Activity:
Go through the material below, find each line with the word "what", and copy those lines.

Exercise materials:
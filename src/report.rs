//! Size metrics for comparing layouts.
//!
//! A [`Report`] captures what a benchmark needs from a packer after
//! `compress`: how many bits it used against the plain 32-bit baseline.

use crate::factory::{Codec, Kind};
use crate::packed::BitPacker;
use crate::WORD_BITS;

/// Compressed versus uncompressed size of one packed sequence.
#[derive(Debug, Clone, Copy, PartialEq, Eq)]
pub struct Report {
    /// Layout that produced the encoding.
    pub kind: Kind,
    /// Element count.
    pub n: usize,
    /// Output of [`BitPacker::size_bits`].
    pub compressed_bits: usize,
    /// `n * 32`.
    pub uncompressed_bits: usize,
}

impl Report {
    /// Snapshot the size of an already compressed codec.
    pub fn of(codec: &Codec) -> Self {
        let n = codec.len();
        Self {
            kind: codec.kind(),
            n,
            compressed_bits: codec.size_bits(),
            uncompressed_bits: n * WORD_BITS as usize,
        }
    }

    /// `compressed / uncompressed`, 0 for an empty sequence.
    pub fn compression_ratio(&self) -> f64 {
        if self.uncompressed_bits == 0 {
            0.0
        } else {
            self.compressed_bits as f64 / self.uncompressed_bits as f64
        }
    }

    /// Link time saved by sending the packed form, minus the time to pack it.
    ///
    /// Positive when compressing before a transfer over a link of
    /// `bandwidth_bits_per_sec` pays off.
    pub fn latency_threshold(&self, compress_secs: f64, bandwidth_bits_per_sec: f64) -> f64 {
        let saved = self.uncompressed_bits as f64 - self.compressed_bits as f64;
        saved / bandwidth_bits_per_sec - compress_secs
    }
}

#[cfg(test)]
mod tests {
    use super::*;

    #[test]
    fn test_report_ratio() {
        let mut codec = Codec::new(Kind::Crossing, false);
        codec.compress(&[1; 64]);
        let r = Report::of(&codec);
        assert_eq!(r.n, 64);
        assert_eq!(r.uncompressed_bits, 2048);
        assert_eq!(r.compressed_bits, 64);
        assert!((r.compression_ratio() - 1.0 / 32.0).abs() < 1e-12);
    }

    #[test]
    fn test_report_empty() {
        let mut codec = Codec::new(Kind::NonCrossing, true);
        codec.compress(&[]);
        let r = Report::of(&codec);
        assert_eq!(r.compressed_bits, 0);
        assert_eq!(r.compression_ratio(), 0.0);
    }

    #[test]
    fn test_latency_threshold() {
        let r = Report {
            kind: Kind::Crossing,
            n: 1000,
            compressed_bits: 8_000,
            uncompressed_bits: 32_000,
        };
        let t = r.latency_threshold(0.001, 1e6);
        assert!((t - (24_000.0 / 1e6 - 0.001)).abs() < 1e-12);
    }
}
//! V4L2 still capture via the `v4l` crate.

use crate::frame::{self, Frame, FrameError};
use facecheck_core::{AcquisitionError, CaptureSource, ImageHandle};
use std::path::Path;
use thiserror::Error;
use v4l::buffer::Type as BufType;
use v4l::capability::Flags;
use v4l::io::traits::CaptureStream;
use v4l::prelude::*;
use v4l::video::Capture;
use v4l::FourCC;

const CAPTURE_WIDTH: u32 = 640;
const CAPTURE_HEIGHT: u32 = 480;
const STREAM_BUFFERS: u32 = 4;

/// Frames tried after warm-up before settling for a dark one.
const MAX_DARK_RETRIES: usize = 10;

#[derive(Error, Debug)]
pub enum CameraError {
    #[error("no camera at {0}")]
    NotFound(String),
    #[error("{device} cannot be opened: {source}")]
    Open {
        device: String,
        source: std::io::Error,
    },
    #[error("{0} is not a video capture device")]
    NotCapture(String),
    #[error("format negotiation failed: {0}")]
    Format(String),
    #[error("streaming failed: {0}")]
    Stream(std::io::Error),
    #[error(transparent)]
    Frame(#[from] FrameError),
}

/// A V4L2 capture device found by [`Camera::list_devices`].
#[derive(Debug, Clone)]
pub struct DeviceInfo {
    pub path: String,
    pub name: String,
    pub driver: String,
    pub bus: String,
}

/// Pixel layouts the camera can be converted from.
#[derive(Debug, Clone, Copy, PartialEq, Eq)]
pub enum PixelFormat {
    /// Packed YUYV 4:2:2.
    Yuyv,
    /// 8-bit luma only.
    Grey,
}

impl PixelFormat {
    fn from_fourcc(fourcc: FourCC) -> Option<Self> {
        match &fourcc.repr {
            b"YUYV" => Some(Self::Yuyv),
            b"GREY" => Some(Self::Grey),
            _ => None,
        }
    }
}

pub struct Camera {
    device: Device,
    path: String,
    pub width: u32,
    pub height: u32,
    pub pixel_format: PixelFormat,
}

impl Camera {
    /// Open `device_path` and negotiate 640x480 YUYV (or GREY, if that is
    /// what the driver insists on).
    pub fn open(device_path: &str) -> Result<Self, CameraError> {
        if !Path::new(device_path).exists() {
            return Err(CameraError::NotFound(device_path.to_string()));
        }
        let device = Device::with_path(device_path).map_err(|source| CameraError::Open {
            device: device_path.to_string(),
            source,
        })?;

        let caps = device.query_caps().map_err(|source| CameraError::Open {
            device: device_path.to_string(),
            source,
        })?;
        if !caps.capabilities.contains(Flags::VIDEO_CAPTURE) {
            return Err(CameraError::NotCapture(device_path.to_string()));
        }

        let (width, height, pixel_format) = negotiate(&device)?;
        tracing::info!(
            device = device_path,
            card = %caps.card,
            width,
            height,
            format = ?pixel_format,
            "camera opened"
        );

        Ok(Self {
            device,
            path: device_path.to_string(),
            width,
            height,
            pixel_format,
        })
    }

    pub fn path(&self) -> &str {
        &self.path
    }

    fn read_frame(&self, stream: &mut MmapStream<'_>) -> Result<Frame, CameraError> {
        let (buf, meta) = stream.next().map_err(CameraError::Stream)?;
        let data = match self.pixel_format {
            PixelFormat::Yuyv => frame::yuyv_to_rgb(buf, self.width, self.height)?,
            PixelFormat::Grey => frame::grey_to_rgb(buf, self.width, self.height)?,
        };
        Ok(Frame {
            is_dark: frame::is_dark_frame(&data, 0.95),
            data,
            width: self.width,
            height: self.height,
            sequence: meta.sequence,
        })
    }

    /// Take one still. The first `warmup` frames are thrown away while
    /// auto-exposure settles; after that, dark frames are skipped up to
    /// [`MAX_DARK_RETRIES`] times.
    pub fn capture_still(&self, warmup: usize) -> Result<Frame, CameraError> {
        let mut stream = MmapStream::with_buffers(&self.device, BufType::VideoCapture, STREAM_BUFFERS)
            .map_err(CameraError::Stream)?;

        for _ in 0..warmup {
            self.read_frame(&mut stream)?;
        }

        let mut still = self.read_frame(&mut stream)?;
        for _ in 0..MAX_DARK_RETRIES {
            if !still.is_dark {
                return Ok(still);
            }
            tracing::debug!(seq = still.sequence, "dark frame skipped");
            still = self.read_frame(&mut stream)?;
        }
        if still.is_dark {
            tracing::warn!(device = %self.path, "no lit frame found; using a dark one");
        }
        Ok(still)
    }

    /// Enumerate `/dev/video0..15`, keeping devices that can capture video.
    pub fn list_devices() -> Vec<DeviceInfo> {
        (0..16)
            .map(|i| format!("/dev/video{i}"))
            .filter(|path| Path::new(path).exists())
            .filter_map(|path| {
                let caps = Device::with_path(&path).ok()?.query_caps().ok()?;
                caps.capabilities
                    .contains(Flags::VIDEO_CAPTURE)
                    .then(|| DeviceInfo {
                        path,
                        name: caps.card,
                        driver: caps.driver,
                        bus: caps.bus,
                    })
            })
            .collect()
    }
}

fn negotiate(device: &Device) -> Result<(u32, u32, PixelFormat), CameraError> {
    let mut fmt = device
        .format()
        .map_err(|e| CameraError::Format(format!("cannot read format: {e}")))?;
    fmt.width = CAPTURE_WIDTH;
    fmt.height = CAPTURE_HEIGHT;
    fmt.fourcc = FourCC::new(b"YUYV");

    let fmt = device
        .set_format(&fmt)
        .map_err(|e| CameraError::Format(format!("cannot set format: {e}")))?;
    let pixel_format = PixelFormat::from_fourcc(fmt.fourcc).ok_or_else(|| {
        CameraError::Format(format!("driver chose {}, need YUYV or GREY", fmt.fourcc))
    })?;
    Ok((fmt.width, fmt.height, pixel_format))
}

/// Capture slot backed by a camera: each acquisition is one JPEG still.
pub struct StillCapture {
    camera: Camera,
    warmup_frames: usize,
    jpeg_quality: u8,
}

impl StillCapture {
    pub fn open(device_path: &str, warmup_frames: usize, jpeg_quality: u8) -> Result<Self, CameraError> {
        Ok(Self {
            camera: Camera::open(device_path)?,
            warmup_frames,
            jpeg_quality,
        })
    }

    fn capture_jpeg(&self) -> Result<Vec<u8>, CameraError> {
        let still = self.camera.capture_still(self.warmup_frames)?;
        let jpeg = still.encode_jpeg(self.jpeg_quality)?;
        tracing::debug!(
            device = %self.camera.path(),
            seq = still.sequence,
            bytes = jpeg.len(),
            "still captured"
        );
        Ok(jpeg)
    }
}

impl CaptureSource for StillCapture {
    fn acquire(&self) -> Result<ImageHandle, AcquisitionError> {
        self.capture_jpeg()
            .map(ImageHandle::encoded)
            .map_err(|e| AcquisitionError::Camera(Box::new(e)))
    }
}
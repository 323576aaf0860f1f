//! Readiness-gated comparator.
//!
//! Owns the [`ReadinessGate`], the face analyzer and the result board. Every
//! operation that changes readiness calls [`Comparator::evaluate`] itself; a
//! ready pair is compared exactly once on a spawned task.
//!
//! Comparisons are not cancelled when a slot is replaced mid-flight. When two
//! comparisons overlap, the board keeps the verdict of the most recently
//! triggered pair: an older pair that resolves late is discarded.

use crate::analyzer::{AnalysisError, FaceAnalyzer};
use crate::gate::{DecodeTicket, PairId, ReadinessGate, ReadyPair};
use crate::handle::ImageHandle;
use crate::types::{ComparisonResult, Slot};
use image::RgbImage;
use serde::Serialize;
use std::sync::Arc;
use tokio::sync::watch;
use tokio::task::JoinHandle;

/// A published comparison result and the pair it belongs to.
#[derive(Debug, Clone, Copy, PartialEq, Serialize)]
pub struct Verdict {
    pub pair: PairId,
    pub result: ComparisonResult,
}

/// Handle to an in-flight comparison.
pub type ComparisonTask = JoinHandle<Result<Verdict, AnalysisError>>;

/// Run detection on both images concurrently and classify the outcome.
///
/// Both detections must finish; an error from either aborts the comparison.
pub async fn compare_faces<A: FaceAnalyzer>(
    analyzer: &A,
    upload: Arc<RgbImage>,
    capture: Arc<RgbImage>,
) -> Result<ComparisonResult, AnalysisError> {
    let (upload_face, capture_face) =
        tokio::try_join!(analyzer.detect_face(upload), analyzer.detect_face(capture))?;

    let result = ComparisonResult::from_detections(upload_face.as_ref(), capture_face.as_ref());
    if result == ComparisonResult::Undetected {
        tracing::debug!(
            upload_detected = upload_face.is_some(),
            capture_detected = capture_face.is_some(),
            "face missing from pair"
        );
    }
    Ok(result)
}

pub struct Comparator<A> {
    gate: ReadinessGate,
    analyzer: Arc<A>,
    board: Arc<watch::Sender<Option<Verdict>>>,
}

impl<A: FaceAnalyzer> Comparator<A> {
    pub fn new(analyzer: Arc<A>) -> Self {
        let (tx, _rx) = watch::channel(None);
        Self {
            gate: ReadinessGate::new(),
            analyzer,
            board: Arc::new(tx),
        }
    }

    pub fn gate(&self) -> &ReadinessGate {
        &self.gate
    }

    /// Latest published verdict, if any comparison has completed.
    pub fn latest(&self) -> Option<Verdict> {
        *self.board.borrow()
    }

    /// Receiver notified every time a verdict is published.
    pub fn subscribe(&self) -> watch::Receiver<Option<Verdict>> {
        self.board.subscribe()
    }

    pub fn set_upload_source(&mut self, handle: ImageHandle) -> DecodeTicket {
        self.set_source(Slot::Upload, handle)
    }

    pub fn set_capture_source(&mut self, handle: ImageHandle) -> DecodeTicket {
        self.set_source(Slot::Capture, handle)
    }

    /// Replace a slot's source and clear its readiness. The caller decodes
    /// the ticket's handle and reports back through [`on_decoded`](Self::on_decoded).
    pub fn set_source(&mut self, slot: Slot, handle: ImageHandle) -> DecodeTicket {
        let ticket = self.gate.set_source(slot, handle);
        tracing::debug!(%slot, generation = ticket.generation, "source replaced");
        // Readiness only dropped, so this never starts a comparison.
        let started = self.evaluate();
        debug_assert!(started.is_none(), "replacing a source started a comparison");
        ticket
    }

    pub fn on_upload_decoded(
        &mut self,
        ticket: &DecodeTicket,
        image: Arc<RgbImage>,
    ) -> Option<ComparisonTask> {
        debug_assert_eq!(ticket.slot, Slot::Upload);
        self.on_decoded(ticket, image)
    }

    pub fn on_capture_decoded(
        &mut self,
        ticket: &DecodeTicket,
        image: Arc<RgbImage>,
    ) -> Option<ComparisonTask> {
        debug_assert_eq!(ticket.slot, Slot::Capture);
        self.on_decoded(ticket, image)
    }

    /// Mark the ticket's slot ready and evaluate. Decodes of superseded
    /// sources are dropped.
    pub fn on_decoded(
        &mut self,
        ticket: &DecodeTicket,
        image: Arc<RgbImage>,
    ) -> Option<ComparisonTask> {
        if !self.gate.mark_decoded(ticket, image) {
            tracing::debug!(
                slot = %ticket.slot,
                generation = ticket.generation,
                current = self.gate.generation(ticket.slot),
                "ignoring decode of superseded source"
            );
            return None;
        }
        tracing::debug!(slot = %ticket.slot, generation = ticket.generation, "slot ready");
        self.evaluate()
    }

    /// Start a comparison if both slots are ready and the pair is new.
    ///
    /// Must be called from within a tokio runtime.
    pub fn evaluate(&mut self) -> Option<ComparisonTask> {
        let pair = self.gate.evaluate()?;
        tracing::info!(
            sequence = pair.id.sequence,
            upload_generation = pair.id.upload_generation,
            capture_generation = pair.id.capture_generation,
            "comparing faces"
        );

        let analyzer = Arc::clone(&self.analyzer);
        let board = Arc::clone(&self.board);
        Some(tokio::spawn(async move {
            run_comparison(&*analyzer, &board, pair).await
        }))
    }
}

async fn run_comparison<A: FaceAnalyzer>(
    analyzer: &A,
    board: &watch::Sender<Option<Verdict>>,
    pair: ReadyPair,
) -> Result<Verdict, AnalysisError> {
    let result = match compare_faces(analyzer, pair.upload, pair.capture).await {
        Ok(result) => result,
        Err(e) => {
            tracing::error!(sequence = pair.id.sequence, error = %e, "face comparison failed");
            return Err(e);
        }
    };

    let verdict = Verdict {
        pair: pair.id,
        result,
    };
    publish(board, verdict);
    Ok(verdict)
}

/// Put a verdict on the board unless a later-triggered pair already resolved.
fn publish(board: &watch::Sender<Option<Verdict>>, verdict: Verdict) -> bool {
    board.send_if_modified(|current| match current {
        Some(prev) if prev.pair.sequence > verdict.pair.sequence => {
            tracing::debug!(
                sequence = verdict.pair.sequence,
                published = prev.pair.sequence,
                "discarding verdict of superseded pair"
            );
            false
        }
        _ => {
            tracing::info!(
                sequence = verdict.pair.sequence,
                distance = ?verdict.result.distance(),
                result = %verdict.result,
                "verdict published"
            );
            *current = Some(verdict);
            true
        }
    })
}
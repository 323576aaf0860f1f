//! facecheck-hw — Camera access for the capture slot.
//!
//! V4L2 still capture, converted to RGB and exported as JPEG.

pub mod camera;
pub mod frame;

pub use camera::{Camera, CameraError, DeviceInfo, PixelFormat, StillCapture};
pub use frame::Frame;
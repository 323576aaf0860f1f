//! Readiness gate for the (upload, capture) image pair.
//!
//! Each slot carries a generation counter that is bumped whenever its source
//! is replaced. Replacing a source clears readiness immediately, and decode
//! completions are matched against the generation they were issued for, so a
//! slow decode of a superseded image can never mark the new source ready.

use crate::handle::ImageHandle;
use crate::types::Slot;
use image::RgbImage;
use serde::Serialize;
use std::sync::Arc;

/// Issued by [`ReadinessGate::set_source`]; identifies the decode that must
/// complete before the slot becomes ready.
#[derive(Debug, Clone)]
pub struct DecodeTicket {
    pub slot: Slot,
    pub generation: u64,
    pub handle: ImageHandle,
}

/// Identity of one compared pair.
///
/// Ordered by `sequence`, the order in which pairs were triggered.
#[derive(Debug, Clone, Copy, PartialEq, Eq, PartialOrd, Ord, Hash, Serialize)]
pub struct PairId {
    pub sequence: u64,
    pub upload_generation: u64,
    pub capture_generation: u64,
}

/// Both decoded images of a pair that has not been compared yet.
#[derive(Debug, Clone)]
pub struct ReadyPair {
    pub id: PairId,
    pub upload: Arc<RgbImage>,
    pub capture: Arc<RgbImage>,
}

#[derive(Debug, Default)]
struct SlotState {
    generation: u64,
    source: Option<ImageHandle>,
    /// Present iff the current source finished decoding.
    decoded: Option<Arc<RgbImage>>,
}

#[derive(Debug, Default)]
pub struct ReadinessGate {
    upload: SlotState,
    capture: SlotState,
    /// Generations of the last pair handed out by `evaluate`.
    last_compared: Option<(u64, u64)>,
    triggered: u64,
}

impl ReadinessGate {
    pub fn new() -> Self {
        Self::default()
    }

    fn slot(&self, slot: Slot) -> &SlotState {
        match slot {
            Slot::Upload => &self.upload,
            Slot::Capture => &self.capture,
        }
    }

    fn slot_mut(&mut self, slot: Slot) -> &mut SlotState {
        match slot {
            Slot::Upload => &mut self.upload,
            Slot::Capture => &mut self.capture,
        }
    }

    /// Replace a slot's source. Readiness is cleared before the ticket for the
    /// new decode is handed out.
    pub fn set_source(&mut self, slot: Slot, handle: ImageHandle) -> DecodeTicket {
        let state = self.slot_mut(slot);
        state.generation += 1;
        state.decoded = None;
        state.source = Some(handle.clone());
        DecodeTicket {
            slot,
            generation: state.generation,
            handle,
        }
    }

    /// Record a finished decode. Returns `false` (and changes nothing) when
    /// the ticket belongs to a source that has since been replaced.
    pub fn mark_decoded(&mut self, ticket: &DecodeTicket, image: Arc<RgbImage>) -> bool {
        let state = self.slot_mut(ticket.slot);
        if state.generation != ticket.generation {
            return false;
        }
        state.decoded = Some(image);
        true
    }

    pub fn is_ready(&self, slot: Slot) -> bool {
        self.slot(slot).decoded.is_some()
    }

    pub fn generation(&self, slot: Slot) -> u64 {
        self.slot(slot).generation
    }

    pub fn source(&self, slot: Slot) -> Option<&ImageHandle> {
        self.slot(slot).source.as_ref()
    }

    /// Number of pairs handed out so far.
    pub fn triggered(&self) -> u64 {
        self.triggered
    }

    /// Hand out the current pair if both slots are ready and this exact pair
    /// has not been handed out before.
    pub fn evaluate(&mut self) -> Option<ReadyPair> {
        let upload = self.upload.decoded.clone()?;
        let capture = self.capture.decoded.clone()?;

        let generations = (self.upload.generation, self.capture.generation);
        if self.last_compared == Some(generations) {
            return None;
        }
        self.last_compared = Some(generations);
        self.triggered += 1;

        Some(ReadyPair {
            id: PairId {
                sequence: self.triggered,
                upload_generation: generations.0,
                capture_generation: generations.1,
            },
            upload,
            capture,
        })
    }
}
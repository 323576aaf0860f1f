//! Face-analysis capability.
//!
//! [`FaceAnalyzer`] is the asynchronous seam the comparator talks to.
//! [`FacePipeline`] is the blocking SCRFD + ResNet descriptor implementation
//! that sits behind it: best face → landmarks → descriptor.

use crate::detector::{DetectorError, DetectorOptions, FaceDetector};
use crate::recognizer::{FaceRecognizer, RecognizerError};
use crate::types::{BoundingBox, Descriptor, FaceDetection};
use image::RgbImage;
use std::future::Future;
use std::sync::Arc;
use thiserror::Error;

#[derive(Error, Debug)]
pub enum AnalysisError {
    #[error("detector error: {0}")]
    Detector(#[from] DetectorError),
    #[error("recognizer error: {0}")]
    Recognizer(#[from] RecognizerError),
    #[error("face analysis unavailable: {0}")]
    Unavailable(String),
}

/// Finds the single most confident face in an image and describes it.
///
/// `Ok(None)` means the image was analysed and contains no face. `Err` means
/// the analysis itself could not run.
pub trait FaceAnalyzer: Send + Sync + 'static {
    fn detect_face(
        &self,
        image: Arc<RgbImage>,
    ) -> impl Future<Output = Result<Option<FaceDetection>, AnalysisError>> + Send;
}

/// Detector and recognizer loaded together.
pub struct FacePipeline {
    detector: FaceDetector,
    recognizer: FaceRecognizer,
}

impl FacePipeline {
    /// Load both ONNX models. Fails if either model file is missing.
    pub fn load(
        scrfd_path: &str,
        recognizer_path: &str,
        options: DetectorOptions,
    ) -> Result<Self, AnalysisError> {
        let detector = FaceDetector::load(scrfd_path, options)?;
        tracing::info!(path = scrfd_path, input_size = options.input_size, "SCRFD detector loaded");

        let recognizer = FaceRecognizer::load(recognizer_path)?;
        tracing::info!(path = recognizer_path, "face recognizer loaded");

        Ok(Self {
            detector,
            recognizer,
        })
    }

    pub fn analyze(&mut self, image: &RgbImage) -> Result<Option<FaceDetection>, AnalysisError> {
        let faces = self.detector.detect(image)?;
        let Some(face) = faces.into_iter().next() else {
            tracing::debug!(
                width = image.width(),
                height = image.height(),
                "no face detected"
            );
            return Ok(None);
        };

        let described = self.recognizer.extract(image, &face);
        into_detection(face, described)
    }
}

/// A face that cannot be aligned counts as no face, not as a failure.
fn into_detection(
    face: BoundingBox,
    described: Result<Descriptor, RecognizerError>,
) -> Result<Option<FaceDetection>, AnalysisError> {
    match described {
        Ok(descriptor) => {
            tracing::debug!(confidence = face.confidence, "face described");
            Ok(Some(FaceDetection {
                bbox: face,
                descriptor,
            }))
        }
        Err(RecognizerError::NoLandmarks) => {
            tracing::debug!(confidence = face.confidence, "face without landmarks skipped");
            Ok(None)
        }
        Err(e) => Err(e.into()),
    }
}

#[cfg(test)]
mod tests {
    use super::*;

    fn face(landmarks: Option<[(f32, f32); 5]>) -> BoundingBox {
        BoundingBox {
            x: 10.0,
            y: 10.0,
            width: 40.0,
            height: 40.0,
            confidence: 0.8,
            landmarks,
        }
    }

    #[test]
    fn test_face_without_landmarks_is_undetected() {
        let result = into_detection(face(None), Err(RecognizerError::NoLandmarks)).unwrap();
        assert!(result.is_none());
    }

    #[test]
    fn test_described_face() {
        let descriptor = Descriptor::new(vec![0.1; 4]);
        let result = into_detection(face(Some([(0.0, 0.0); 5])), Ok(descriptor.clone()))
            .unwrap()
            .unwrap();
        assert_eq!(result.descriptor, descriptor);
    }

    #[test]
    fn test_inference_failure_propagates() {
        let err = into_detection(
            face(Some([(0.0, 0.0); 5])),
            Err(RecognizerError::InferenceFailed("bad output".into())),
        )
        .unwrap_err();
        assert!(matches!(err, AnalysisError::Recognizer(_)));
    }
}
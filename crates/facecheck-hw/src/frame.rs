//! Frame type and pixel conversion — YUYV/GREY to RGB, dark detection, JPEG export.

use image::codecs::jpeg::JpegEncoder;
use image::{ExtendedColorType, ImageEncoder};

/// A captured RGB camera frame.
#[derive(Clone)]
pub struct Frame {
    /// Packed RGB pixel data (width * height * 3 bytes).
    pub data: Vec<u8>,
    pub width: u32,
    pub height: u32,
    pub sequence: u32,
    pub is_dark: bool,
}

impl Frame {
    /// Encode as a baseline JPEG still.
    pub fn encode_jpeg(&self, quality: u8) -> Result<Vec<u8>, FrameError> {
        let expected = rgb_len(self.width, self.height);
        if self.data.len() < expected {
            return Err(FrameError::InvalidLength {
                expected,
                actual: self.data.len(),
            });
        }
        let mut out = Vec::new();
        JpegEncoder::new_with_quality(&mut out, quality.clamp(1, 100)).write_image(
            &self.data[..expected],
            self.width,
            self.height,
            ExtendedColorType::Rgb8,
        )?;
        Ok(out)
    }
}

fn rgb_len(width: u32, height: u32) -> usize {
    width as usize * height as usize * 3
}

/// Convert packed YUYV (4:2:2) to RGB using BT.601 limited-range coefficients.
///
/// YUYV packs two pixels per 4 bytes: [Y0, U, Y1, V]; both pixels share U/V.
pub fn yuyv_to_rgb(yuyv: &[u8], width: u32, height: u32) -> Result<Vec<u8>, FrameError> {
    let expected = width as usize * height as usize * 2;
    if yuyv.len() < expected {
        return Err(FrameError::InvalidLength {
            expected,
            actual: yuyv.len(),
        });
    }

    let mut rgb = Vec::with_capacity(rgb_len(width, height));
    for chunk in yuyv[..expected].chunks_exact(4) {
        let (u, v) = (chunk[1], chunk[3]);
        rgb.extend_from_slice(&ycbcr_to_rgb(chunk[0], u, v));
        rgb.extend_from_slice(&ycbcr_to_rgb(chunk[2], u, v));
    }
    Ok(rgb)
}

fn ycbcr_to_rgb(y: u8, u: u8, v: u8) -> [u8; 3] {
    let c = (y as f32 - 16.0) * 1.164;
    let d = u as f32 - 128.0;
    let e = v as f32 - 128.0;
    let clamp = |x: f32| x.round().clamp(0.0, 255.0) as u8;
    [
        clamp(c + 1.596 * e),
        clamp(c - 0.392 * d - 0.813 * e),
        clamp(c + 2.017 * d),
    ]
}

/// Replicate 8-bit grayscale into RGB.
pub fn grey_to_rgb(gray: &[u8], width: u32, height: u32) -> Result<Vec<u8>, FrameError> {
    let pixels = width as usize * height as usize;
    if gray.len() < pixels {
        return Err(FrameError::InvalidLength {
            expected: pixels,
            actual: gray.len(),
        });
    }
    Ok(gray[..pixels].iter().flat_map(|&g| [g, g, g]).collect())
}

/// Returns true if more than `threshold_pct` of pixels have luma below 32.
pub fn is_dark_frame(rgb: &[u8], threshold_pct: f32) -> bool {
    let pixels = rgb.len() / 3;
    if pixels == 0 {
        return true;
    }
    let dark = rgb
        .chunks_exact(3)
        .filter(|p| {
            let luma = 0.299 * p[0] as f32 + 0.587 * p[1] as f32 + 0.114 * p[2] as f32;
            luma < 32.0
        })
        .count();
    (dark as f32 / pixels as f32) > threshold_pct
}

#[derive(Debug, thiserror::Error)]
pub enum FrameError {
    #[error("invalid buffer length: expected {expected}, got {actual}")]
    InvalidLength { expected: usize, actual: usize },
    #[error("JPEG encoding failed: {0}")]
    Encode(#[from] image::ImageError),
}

Output below:
//! A [`Report`] captures what a benchmark needs from a packer after
    /// what the driver insists on).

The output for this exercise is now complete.